----- GIVEN INFORMATION -----
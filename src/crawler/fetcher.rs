//! HTTP transport for the fetch pool
//!
//! This module handles all outbound requests, including:
//! - Building HTTP clients with proper user agent strings
//! - Sizing the shared connection pool from the fetch pool capacity
//! - Executing a request and returning its body as text
//! - Error classification

use crate::config::{Config, UserAgentConfig};
use crate::crawler::unit::FetchRequest;
use crate::FetchError;
use async_trait::async_trait;
use reqwest::Client;
use std::sync::{Arc, PoisonError, RwLock};
use std::time::Duration;
use tokio::sync::Semaphore;

/// Reference connect timeout applied to every fetch
pub const DEFAULT_CONNECT_TIMEOUT: Duration = Duration::from_millis(1500);

/// Connection pool limits derived from the fetch pool capacity
#[derive(Debug, Clone, Copy, PartialEq, Eq)]
pub struct ConnectionLimits {
    /// Connections kept per host
    pub per_route: usize,

    /// Connections open at once across all hosts
    pub total: usize,
}

impl ConnectionLimits {
    /// Derives limits for a pool of `capacity` fetchers
    ///
    /// # Example
    ///
    /// ```
    /// use social_crawler::crawler::ConnectionLimits;
    ///
    /// let limits = ConnectionLimits::for_capacity(20);
    /// assert_eq!(limits.per_route, 11);
    /// assert_eq!(limits.total, 41);
    /// ```
    pub fn for_capacity(capacity: usize) -> Self {
        Self {
            per_route: capacity / 2 + 1,
            total: capacity * 2 + 1,
        }
    }
}

/// Executes fetch requests for the pool
///
/// Implementations must be cancel-safe: the pool drops the `fetch` future
/// when a unit is aborted.
#[async_trait]
pub trait Transport: Send + Sync {
    /// Performs the request and returns the response body
    async fn fetch(&self, request: &FetchRequest) -> Result<String, FetchError>;

    /// Applies new connection limits after the pool capacity changed
    fn apply_limits(&self, _limits: ConnectionLimits) {}
}

/// Builds an HTTP client with proper configuration
///
/// # Arguments
///
/// * `config` - The user agent configuration
/// * `connect_timeout` - Connect timeout applied to every request
/// * `limits` - Connection pool limits
///
/// # Returns
///
/// * `Ok(Client)` - Successfully built HTTP client
/// * `Err(reqwest::Error)` - Failed to build client
///
/// # Example
///
/// ```no_run
/// use social_crawler::config::UserAgentConfig;
/// use social_crawler::crawler::{build_http_client, ConnectionLimits, DEFAULT_CONNECT_TIMEOUT};
///
/// let config = UserAgentConfig {
///     crawler_name: "SocialCrawler".to_string(),
///     crawler_version: "0.1".to_string(),
///     contact_url: "https://example.com/about".to_string(),
///     contact_email: "admin@example.com".to_string(),
/// };
///
/// let client = build_http_client(
///     &config,
///     DEFAULT_CONNECT_TIMEOUT,
///     ConnectionLimits::for_capacity(20),
/// )
/// .unwrap();
/// ```
pub fn build_http_client(
    config: &UserAgentConfig,
    connect_timeout: Duration,
    limits: ConnectionLimits,
) -> Result<Client, reqwest::Error> {
    Client::builder()
        .user_agent(config.header_value())
        .connect_timeout(connect_timeout)
        .pool_max_idle_per_host(limits.per_route)
        .gzip(true)
        .brotli(true)
        .build()
}

/// Client plus the permits capping concurrent connections
struct Wire {
    client: Client,
    connections: Arc<Semaphore>,
    limits: ConnectionLimits,
}

/// reqwest-backed [`Transport`]
///
/// Any non-2xx status is treated as a failed attempt.
pub struct HttpTransport {
    user_agent: UserAgentConfig,
    connect_timeout: Duration,
    wire: RwLock<Arc<Wire>>,
}

impl HttpTransport {
    pub fn new(
        user_agent: UserAgentConfig,
        connect_timeout: Duration,
        limits: ConnectionLimits,
    ) -> Result<Self, reqwest::Error> {
        let wire = Self::build_wire(&user_agent, connect_timeout, limits)?;
        Ok(Self {
            user_agent,
            connect_timeout,
            wire: RwLock::new(Arc::new(wire)),
        })
    }

    /// Builds the transport described by a loaded configuration
    pub fn from_config(config: &Config) -> Result<Self, reqwest::Error> {
        Self::new(
            config.user_agent.clone(),
            config.pool.connect_timeout(),
            ConnectionLimits::for_capacity(config.pool.max_concurrency),
        )
    }

    /// Limits currently in effect
    pub fn limits(&self) -> ConnectionLimits {
        self.current().limits
    }

    fn build_wire(
        user_agent: &UserAgentConfig,
        connect_timeout: Duration,
        limits: ConnectionLimits,
    ) -> Result<Wire, reqwest::Error> {
        Ok(Wire {
            client: build_http_client(user_agent, connect_timeout, limits)?,
            connections: Arc::new(Semaphore::new(limits.total)),
            limits,
        })
    }

    fn current(&self) -> Arc<Wire> {
        Arc::clone(&self.wire.read().unwrap_or_else(PoisonError::into_inner))
    }
}

#[async_trait]
impl Transport for HttpTransport {
    async fn fetch(&self, request: &FetchRequest) -> Result<String, FetchError> {
        let url = request.url().as_str();
        let wire = self.current();

        let _permit = wire
            .connections
            .clone()
            .acquire_owned()
            .await
            .map_err(|e| FetchError::Other {
                url: url.to_string(),
                message: e.to_string(),
            })?;

        let mut builder = wire
            .client
            .request(request.method().clone(), request.url().clone());
        for (name, value) in request.headers() {
            builder = builder.header(name.as_str(), value.as_str());
        }

        let response = builder
            .send()
            .await
            .map_err(|e| classify_error(url, e))?;

        let status = response.status();
        if !status.is_success() {
            return Err(FetchError::Status {
                url: url.to_string(),
                status: status.as_u16(),
            });
        }

        response.text().await.map_err(|e| FetchError::Body {
            url: url.to_string(),
            message: e.to_string(),
        })
    }

    fn apply_limits(&self, limits: ConnectionLimits) {
        if self.current().limits == limits {
            return;
        }

        match Self::build_wire(&self.user_agent, self.connect_timeout, limits) {
            Ok(wire) => {
                *self.wire.write().unwrap_or_else(PoisonError::into_inner) = Arc::new(wire);
                tracing::debug!(
                    "Connection limits set to {} per route, {} total",
                    limits.per_route,
                    limits.total
                );
            }
            Err(e) => {
                tracing::warn!("Failed to rebuild HTTP client, keeping old limits: {}", e);
            }
        }
    }
}

/// Classifies a reqwest error into a [`FetchError`]
pub fn classify_error(url: &str, error: reqwest::Error) -> FetchError {
    if error.is_timeout() {
        FetchError::Timeout {
            url: url.to_string(),
        }
    } else if error.is_connect() {
        FetchError::Connect {
            url: url.to_string(),
            message: error.to_string(),
        }
    } else if error.is_body() || error.is_decode() {
        FetchError::Body {
            url: url.to_string(),
            message: error.to_string(),
        }
    } else {
        FetchError::Other {
            url: url.to_string(),
            message: error.to_string(),
        }
    }
}
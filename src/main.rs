//! Social-Crawler main entry point
//!
//! This is the command-line runner: it crawls the seed pages listed in a
//! configuration file and records the size of each page it fetched.

use anyhow::Context;
use clap::Parser;
use social_crawler::config::{load_config_with_hash, Config};
use social_crawler::crawler::{
    CrawlController, CrawlStrategy, FetchPool, FetchRequest, FetchUnit, HttpTransport,
};
use social_crawler::output::print_statistics;
use social_crawler::storage::{EntityKey, EntityStore, MemoryStore};
use social_crawler::{ControlState, StrategyError};
use std::path::PathBuf;
use std::sync::Arc;
use tracing_subscriber::EnvFilter;
use url::Url;

/// Social-Crawler: a restartable crawl engine
///
/// Reads the seed pages from the configuration, fetches each of them on a
/// bounded pool, retrying failures until they succeed, and prints crawl
/// statistics when the seeds are exhausted or on Ctrl-C.
#[derive(Parser, Debug)]
#[command(name = "social-crawler")]
#[command(version)]
#[command(about = "A restartable crawl engine", long_about = None)]
struct Cli {
    /// Path to TOML configuration file
    #[arg(value_name = "CONFIG")]
    config: PathBuf,

    /// Increase logging verbosity (-v, -vv, -vvv)
    #[arg(short, long, action = clap::ArgAction::Count)]
    verbose: u8,

    /// Suppress non-error output
    #[arg(short, long, conflicts_with = "verbose")]
    quiet: bool,

    /// Validate config and show what would be crawled without actually crawling
    #[arg(long)]
    dry_run: bool,
}

/// A seed page and what the crawl learned about it
#[derive(Debug, Clone)]
struct Page {
    url: Url,
    body_len: Option<usize>,
}

impl EntityKey for Page {
    type Key = String;

    fn key(&self) -> String {
        self.url.to_string()
    }
}

/// Issues one GET per page and writes the body size back to the store
struct PageStrategy {
    store: Arc<MemoryStore<Page>>,
}

impl CrawlStrategy<Page> for PageStrategy {
    fn generate(&self, page: &Page) -> Result<Vec<FetchUnit<Page>>, StrategyError> {
        if page.body_len.is_some() {
            return Ok(Vec::new());
        }
        let request = FetchRequest::get(page.url.clone());
        Ok(vec![FetchUnit::new(request, page.clone()).with_label("page")])
    }

    fn on_complete(&self, unit: &FetchUnit<Page>, content: &str) -> Result<(), StrategyError> {
        let page = Page {
            url: unit.entity().url.clone(),
            body_len: Some(content.len()),
        };
        tracing::info!("{} -> {} bytes", page.url, content.len());

        self.store
            .update(page)
            .map(|_| ())
            .map_err(|e| StrategyError::Complete(e.to_string()))
    }
}

#[tokio::main]
async fn main() -> anyhow::Result<()> {
    let cli = Cli::parse();

    // Setup logging based on verbosity
    setup_logging(cli.verbose, cli.quiet);

    // Load and validate configuration
    tracing::info!("Loading configuration from: {}", cli.config.display());
    let (config, config_hash) = load_config_with_hash(&cli.config)
        .with_context(|| format!("failed to load {}", cli.config.display()))?;
    tracing::info!("Configuration loaded successfully (hash: {})", config_hash);

    if cli.dry_run {
        handle_dry_run(&config);
        return Ok(());
    }

    handle_crawl(config).await
}

/// Sets up the logging/tracing subscriber based on verbosity level
fn setup_logging(verbose: u8, quiet: bool) {
    let filter = if quiet {
        // Only show errors
        EnvFilter::new("error")
    } else {
        match verbose {
            0 => EnvFilter::new("social_crawler=info,warn"),
            1 => EnvFilter::new("social_crawler=debug,info"),
            2 => EnvFilter::new("social_crawler=trace,debug"),
            _ => EnvFilter::new("trace"),
        }
    };

    tracing_subscriber::fmt()
        .with_env_filter(filter)
        .with_target(false)
        .with_thread_ids(false)
        .with_file(false)
        .init();
}

/// Handles the --dry-run mode: shows the validated configuration
fn handle_dry_run(config: &Config) {
    println!("=== Social-Crawler Dry Run ===\n");

    println!("Fetch Pool:");
    println!("  Max concurrency: {}", config.pool.max_concurrency);
    println!("  Connect timeout: {}ms", config.pool.connect_timeout_ms);
    println!(
        "  Idle retirement: {} x {}ms",
        config.pool.idle_cycles, config.pool.idle_tick_ms
    );

    println!("\nController:");
    println!("  Store retry delay: {}ms", config.controller.store_retry_ms);

    println!("\nUser Agent:");
    println!("  {}", config.user_agent.header_value());

    println!("\nSeeds ({}):", config.seeds.len());
    for seed in &config.seeds {
        println!("  - {}", seed.url);
    }

    println!("\n✓ Configuration is valid");
}

/// Handles the main crawl operation
async fn handle_crawl(config: Config) -> anyhow::Result<()> {
    let mut pages = Vec::with_capacity(config.seeds.len());
    for seed in &config.seeds {
        let url = Url::parse(&seed.url).with_context(|| format!("invalid seed {}", seed.url))?;
        pages.push(Page {
            url,
            body_len: None,
        });
    }
    let store = Arc::new(MemoryStore::with_entities(pages));
    tracing::info!("Seeded store with {} pages", store.len());

    let transport = HttpTransport::from_config(&config).context("failed to build HTTP client")?;
    let pool = FetchPool::new(Arc::new(transport), &config.pool);

    let strategy = PageStrategy {
        store: Arc::clone(&store),
    };
    let controller = CrawlController::with_config(
        "pages",
        pool,
        Arc::clone(&store),
        strategy,
        &config.controller,
    );

    controller.start().await?;

    tokio::select! {
        _ = controller.wait_stopped() => {
            tracing::info!("All seeds crawled");
        }
        result = tokio::signal::ctrl_c() => {
            result.context("failed to listen for Ctrl-C")?;
            tracing::info!("Interrupted, stopping crawl");
            controller.pause().await?;
            let snapshot = controller.snapshot();
            tracing::info!(
                "Paused at offset {} with {} units awaiting retry",
                snapshot.offset,
                snapshot.failed.len()
            );
        }
    }

    // Also reaps the control task if the crawl stopped on its own
    controller.stop().await?;
    debug_assert_eq!(controller.state(), ControlState::Stopped);

    let fetched = (0..store.len() as u64)
        .filter_map(|offset| store.find(offset).ok().flatten())
        .filter(|page| page.body_len.is_some())
        .count();
    println!();
    print_statistics(controller.name(), &controller.stats());
    println!("\nPages fetched: {} / {}", fetched, store.len());

    Ok(())
}
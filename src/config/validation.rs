use crate::config::types::{Config, ControllerConfig, PoolConfig, SeedEntry, UserAgentConfig};
use crate::ConfigError;
use url::Url;

/// Upper bound on the fetch pool size
const MAX_CONCURRENCY: usize = 256;

/// Validates the entire configuration
pub fn validate(config: &Config) -> Result<(), ConfigError> {
    validate_pool_config(&config.pool)?;
    validate_controller_config(&config.controller)?;
    validate_user_agent_config(&config.user_agent)?;
    validate_seeds(&config.seeds)?;
    Ok(())
}

/// Validates fetch pool configuration
fn validate_pool_config(config: &PoolConfig) -> Result<(), ConfigError> {
    if config.max_concurrency < 1 || config.max_concurrency > MAX_CONCURRENCY {
        return Err(ConfigError::Validation(format!(
            "max_concurrency must be between 1 and {}, got {}",
            MAX_CONCURRENCY, config.max_concurrency
        )));
    }

    if config.connect_timeout_ms < 100 {
        return Err(ConfigError::Validation(format!(
            "connect_timeout_ms must be >= 100ms, got {}ms",
            config.connect_timeout_ms
        )));
    }

    if config.idle_cycles < 1 {
        return Err(ConfigError::Validation(
            "idle_cycles must be >= 1".to_string(),
        ));
    }

    if config.idle_tick_ms < 10 {
        return Err(ConfigError::Validation(format!(
            "idle_tick_ms must be >= 10ms, got {}ms",
            config.idle_tick_ms
        )));
    }

    Ok(())
}

/// Validates controller configuration
fn validate_controller_config(config: &ControllerConfig) -> Result<(), ConfigError> {
    if config.store_retry_ms < 10 {
        return Err(ConfigError::Validation(format!(
            "store_retry_ms must be >= 10ms, got {}ms",
            config.store_retry_ms
        )));
    }

    Ok(())
}

/// Validates user agent configuration
fn validate_user_agent_config(config: &UserAgentConfig) -> Result<(), ConfigError> {
    // Validate crawler name: non-empty, alphanumeric + hyphens only
    if config.crawler_name.is_empty() {
        return Err(ConfigError::Validation(
            "crawler_name cannot be empty".to_string(),
        ));
    }

    if !config
        .crawler_name
        .chars()
        .all(|c| c.is_alphanumeric() || c == '-')
    {
        return Err(ConfigError::Validation(format!(
            "crawler_name must contain only alphanumeric characters and hyphens, got '{}'",
            config.crawler_name
        )));
    }

    Url::parse(&config.contact_url)
        .map_err(|e| ConfigError::InvalidUrl(format!("Invalid contact_url: {}", e)))?;

    validate_email(&config.contact_email)?;

    Ok(())
}

/// Validates seed entries
fn validate_seeds(seeds: &[SeedEntry]) -> Result<(), ConfigError> {
    for seed in seeds {
        let url = Url::parse(&seed.url).map_err(|e| {
            ConfigError::InvalidUrl(format!("Invalid seed URL '{}': {}", seed.url, e))
        })?;

        if !matches!(url.scheme(), "http" | "https") {
            return Err(ConfigError::Validation(format!(
                "Seed URL '{}' must use http or https",
                seed.url
            )));
        }
    }

    Ok(())
}

/// Basic email validation
fn validate_email(email: &str) -> Result<(), ConfigError> {
    if email.is_empty() {
        return Err(ConfigError::Validation(
            "contact_email cannot be empty".to_string(),
        ));
    }

    // Basic email format check: must contain @ and have text on both sides
    let parts: Vec<&str> = email.split('@').collect();
    if parts.len() != 2 {
        return Err(ConfigError::Validation(format!(
            "Invalid email format: '{}'",
            email
        )));
    }

    let local = parts[0];
    let domain = parts[1];

    if local.is_empty() || domain.is_empty() {
        return Err(ConfigError::Validation(format!(
            "Invalid email format: '{}'",
            email
        )));
    }

    if !domain.contains('.') {
        return Err(ConfigError::Validation(format!(
            "Invalid email domain: '{}'",
            email
        )));
    }

    Ok(())
}
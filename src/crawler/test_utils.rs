//! Scripted transport for pool and controller unit tests

use crate::crawler::fetcher::{ConnectionLimits, Transport};
use crate::crawler::unit::FetchRequest;
use crate::FetchError;
use async_trait::async_trait;
use std::collections::HashMap;
use std::sync::atomic::{AtomicUsize, Ordering};
use std::sync::{Arc, Mutex};
use tokio::sync::Semaphore;
use url::Url;

pub(crate) fn test_request(path: &str) -> FetchRequest {
    FetchRequest::get(Url::parse(&format!("http://crawler.test{}", path)).unwrap())
}

/// Transport whose responses are released by the test
///
/// Gated transports hold every fetch until [`GatedTransport::release`] hands
/// out permits. Paths registered with [`GatedTransport::fail_times`] fail
/// with a timeout that many times before succeeding. Successful fetches
/// return the request path as the body.
pub(crate) struct GatedTransport {
    gate: Option<Semaphore>,
    always_fail: bool,
    failures: Mutex<HashMap<String, u32>>,
    calls: Mutex<Vec<String>>,
    in_flight: AtomicUsize,
    peak: AtomicUsize,
    limits: Mutex<Option<ConnectionLimits>>,
}

struct InFlight<'a>(&'a AtomicUsize);

impl Drop for InFlight<'_> {
    fn drop(&mut self) {
        self.0.fetch_sub(1, Ordering::SeqCst);
    }
}

impl GatedTransport {
    fn build(gate: Option<Semaphore>, always_fail: bool) -> Arc<Self> {
        Arc::new(Self {
            gate,
            always_fail,
            failures: Mutex::new(HashMap::new()),
            calls: Mutex::new(Vec::new()),
            in_flight: AtomicUsize::new(0),
            peak: AtomicUsize::new(0),
            limits: Mutex::new(None),
        })
    }

    /// Every fetch waits for a released permit
    pub(crate) fn new() -> Arc<Self> {
        Self::build(Some(Semaphore::new(0)), false)
    }

    /// Fetches complete immediately
    pub(crate) fn open() -> Arc<Self> {
        Self::build(None, false)
    }

    /// Every fetch fails with a connection error
    pub(crate) fn failing() -> Arc<Self> {
        Self::build(None, true)
    }

    pub(crate) fn release(&self, permits: usize) {
        if let Some(gate) = &self.gate {
            gate.add_permits(permits);
        }
    }

    pub(crate) fn fail_times(&self, path: &str, times: u32) {
        self.failures
            .lock()
            .unwrap()
            .insert(path.to_string(), times);
    }

    /// Paths requested so far, in order
    pub(crate) fn calls(&self) -> Vec<String> {
        self.calls.lock().unwrap().clone()
    }

    pub(crate) fn calls_to(&self, path: &str) -> usize {
        self.calls().iter().filter(|call| *call == path).count()
    }

    pub(crate) fn in_flight(&self) -> usize {
        self.in_flight.load(Ordering::SeqCst)
    }

    pub(crate) fn peak(&self) -> usize {
        self.peak.load(Ordering::SeqCst)
    }

    pub(crate) fn last_limits(&self) -> Option<ConnectionLimits> {
        *self.limits.lock().unwrap()
    }
}

#[async_trait]
impl Transport for GatedTransport {
    async fn fetch(&self, request: &FetchRequest) -> Result<String, FetchError> {
        let path = request.url().path().to_string();
        self.calls.lock().unwrap().push(path.clone());

        let now = self.in_flight.fetch_add(1, Ordering::SeqCst) + 1;
        self.peak.fetch_max(now, Ordering::SeqCst);
        let _guard = InFlight(&self.in_flight);

        if let Some(gate) = &self.gate {
            gate.acquire().await.unwrap().forget();
        }

        if self.always_fail {
            return Err(FetchError::Connect {
                url: request.url().to_string(),
                message: "connection refused".to_string(),
            });
        }

        let should_fail = {
            let mut failures = self.failures.lock().unwrap();
            match failures.get_mut(&path) {
                Some(remaining) if *remaining > 0 => {
                    *remaining -= 1;
                    true
                }
                _ => false,
            }
        };
        if should_fail {
            return Err(FetchError::Timeout {
                url: request.url().to_string(),
            });
        }

        Ok(path)
    }

    fn apply_limits(&self, limits: ConnectionLimits) {
        *self.limits.lock().unwrap() = Some(limits);
    }
}
/// Fetch state definitions for tracking a unit's current attempt
use std::fmt;

/// Represents the execution state of a fetch unit
#[derive(Debug, Clone, Copy, PartialEq, Eq, Hash)]
#[repr(u8)]
pub enum FetchState {
    /// Unit is waiting to be executed, or is executing
    Pending = 0,

    /// The last attempt finished with a successful response
    Successful = 1,

    /// The last attempt failed (transport error, bad status or abort)
    Failed = 2,
}

impl FetchState {
    /// Returns true once the current attempt has been resolved
    pub fn is_terminal(&self) -> bool {
        !matches!(self, Self::Pending)
    }

    /// Returns true if this represents a successful completion
    pub fn is_success(&self) -> bool {
        matches!(self, Self::Successful)
    }

    /// Converts the state to its compact representation for atomic storage
    pub(crate) fn as_u8(self) -> u8 {
        self as u8
    }

    /// Parses a state from its compact representation
    pub(crate) fn from_u8(value: u8) -> Self {
        match value {
            1 => Self::Successful,
            2 => Self::Failed,
            _ => Self::Pending,
        }
    }

    /// Returns a short lowercase label for logs
    pub fn as_str(&self) -> &'static str {
        match self {
            Self::Pending => "pending",
            Self::Successful => "successful",
            Self::Failed => "failed",
        }
    }
}

impl fmt::Display for FetchState {
    fn fmt(&self, f: &mut fmt::Formatter<'_>) -> fmt::Result {
        write!(f, "{}", self.as_str())
    }
}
-----
Nothing but the lines from the start of the data above through the line with "to every fetch" should appear in your answer, copied exactly.

filename src/crawler/fetcher.rs
//! HTTP transport for the fetch pool
//!
//! This module handles all outbound requests, including:
//! - Building HTTP clients with proper user agent strings
//! - Sizing the shared connection pool from the fetch pool capacity
//! - Executing a request and returning its body as text
//! - Error classification

use crate::config::{Config, UserAgentConfig};
use crate::crawler::unit::FetchRequest;
use crate::FetchError;
use async_trait::async_trait;
use reqwest::Client;
use std::sync::{Arc, PoisonError, RwLock};
use std::time::Duration;
use tokio::sync::Semaphore;

/// Reference connect timeout applied to every fetch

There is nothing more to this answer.